- _Prompt_:
All lines from the start of the listing below through the line containing "pub const OWL_ANNOTATION_PROPERTY: &str" are to be written out again exactly, and no others.

- _Material provided_:
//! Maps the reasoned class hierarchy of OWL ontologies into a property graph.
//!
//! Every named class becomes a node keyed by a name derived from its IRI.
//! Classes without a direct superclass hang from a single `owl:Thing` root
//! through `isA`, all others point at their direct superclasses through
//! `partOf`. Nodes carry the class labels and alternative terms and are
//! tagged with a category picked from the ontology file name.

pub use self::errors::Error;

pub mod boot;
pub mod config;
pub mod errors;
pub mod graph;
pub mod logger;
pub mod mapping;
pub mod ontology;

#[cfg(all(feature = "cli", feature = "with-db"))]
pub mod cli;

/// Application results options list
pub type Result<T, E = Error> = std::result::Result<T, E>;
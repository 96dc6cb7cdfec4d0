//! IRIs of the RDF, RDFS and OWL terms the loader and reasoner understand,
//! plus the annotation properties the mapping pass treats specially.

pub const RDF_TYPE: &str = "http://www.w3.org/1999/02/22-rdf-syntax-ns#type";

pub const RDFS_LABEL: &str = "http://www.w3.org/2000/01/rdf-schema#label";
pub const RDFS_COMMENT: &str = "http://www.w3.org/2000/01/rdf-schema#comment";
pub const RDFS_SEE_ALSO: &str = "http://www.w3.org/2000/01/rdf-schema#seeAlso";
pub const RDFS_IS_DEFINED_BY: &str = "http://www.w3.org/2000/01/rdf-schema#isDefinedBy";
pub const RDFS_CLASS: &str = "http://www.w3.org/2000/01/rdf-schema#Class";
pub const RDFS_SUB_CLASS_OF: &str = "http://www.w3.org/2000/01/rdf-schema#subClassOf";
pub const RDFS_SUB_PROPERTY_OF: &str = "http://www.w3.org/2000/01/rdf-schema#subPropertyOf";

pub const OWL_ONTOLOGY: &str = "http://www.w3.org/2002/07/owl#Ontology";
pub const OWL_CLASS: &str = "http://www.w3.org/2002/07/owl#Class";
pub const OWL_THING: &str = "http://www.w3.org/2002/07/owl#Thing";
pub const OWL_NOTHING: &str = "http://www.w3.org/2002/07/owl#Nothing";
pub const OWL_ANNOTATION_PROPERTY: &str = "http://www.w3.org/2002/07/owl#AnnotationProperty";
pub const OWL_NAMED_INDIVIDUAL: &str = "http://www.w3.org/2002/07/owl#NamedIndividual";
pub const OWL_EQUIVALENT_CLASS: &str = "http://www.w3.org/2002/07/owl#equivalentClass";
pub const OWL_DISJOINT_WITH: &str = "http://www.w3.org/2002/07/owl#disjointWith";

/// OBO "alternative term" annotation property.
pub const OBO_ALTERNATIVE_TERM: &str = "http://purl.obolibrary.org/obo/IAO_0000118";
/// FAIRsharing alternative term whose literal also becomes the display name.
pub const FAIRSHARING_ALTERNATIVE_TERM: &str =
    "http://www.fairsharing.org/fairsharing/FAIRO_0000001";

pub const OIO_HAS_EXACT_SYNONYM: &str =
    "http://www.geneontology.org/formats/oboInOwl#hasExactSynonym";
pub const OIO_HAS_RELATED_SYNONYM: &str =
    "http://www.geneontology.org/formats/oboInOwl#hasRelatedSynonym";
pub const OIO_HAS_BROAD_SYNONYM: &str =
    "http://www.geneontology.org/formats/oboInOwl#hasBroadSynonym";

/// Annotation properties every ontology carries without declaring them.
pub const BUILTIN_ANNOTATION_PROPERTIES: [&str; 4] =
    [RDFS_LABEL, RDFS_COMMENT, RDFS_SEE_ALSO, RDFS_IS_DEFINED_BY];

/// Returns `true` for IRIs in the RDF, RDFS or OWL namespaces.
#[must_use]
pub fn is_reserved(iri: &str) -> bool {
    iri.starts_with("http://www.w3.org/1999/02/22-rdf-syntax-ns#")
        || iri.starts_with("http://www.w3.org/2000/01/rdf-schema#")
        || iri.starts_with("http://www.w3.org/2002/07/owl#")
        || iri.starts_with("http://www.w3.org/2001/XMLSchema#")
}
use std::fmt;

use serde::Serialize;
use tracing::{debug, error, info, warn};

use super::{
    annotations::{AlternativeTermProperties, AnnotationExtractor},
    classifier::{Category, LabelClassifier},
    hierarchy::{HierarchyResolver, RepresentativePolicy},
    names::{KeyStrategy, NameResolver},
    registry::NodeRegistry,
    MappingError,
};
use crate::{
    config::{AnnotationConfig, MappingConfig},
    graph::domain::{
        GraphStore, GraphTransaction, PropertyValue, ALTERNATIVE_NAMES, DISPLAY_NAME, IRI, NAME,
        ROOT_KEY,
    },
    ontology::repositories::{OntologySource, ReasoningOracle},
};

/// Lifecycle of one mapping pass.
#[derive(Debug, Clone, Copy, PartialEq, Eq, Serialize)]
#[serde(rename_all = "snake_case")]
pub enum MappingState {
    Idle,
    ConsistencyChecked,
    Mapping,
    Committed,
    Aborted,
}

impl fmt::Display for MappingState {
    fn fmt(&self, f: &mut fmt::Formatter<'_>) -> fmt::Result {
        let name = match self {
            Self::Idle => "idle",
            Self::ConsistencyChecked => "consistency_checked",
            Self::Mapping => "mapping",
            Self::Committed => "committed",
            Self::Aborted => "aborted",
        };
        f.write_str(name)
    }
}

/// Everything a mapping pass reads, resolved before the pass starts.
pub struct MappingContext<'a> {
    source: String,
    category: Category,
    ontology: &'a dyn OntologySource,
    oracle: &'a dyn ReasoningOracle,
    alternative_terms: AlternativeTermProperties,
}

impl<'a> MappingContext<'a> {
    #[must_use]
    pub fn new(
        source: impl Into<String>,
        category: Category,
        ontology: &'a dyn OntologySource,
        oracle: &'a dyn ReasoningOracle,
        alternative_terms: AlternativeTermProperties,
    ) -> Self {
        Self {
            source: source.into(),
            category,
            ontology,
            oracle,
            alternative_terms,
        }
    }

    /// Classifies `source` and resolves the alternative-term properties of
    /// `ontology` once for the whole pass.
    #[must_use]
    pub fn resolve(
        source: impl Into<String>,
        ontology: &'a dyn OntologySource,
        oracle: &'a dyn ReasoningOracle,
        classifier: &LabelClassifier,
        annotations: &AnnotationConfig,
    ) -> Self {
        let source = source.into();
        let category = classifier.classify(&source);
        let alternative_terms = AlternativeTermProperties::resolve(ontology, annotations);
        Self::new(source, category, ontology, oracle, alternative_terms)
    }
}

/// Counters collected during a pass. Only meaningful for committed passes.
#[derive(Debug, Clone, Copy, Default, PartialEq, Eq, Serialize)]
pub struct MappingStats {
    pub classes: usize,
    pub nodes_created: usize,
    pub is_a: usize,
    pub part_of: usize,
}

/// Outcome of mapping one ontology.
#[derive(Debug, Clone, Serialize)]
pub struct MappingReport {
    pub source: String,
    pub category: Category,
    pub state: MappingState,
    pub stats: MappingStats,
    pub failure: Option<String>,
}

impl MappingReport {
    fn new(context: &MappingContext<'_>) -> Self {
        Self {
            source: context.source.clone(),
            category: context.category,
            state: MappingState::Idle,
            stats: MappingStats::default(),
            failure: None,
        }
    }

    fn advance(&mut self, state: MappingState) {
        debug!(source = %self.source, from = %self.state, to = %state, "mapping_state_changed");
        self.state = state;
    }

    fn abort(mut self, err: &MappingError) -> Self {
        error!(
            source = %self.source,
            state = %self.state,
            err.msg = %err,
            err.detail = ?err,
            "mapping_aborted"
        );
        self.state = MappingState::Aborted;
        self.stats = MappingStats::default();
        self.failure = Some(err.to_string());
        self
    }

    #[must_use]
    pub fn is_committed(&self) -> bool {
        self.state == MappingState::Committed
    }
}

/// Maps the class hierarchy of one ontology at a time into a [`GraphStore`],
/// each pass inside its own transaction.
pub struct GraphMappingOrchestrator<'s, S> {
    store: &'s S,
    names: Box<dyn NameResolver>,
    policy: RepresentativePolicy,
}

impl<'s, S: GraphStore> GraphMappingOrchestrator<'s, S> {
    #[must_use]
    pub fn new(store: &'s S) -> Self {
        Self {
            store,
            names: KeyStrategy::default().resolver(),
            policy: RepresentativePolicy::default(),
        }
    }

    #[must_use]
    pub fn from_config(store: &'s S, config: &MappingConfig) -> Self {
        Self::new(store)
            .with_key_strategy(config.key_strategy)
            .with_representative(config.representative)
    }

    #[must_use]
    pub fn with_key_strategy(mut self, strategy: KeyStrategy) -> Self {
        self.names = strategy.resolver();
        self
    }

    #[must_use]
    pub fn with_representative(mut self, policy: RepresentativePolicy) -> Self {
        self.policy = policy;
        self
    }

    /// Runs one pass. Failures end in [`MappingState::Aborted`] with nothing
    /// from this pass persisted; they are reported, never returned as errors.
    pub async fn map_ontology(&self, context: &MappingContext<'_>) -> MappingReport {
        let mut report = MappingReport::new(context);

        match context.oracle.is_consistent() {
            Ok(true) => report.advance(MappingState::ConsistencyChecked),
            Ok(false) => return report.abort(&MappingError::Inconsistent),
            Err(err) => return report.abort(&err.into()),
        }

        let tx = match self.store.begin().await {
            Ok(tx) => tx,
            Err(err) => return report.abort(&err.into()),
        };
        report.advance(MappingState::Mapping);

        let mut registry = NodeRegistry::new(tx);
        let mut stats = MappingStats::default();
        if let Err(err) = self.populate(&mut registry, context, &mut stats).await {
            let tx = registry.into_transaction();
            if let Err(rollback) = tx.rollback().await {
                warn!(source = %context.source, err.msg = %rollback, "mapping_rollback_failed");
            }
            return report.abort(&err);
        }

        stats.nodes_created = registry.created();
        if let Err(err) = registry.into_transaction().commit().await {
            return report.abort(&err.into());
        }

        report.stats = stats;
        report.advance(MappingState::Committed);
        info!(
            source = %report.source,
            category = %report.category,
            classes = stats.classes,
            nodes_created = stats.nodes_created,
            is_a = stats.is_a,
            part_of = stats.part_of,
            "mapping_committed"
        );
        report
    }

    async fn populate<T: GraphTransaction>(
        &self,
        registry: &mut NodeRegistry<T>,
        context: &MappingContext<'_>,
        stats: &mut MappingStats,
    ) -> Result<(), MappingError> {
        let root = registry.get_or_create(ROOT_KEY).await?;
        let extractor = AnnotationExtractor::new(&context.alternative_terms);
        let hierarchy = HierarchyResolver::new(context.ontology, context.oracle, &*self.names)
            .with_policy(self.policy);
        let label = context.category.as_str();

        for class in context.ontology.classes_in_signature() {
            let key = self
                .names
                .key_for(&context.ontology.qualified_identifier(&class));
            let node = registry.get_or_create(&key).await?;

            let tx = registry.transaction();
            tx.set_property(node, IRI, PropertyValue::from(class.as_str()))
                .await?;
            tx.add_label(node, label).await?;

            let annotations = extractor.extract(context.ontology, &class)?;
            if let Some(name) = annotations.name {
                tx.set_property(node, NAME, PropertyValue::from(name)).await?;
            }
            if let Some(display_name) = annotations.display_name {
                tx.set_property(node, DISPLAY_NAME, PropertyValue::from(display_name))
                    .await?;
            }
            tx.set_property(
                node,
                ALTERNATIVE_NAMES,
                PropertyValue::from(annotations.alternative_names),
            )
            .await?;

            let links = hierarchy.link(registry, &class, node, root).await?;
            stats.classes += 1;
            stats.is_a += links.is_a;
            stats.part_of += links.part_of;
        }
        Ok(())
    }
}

- _Written solution_:
//! Maps the reasoned class hierarchy of OWL ontologies into a property graph.
//!
//! Every named class becomes a node keyed by a name derived from its IRI.
//! Classes without a direct superclass hang from a single `owl:Thing` root
//! through `isA`, all others point at their direct superclasses through
//! `partOf`. Nodes carry the class labels and alternative terms and are
//! tagged with a category picked from the ontology file name.

pub use self::errors::Error;

pub mod boot;
pub mod config;
pub mod errors;
pub mod graph;
pub mod logger;
pub mod mapping;
pub mod ontology;

#[cfg(all(feature = "cli", feature = "with-db"))]
pub mod cli;

/// Application results options list
pub type Result<T, E = Error> = std::result::Result<T, E>;
repository 96dc6cb7cdfec4d0
//! IRIs of the RDF, RDFS and OWL terms the loader and reasoner understand,
//! plus the annotation properties the mapping pass treats specially.

pub const RDF_TYPE: &str = "http://www.w3.org/1999/02/22-rdf-syntax-ns#type";

pub const RDFS_LABEL: &str = "http://www.w3.org/2000/01/rdf-schema#label";
pub const RDFS_COMMENT: &str = "http://www.w3.org/2000/01/rdf-schema#comment";
pub const RDFS_SEE_ALSO: &str = "http://www.w3.org/2000/01/rdf-schema#seeAlso";
pub const RDFS_IS_DEFINED_BY: &str = "http://www.w3.org/2000/01/rdf-schema#isDefinedBy";
pub const RDFS_CLASS: &str = "http://www.w3.org/2000/01/rdf-schema#Class";
pub const RDFS_SUB_CLASS_OF: &str = "http://www.w3.org/2000/01/rdf-schema#subClassOf";
pub const RDFS_SUB_PROPERTY_OF: &str = "http://www.w3.org/2000/01/rdf-schema#subPropertyOf";

pub const OWL_ONTOLOGY: &str = "http://www.w3.org/2002/07/owl#Ontology";
pub const OWL_CLASS: &str = "http://www.w3.org/2002/07/owl#Class";
pub const OWL_THING: &str = "http://www.w3.org/2002/07/owl#Thing";
pub const OWL_NOTHING: &str = "http://www.w3.org/2002/07/owl#Nothing";
pub const OWL_ANNOTATION_PROPERTY: &str = "http://www.w3.org/2002/07/owl#AnnotationProperty";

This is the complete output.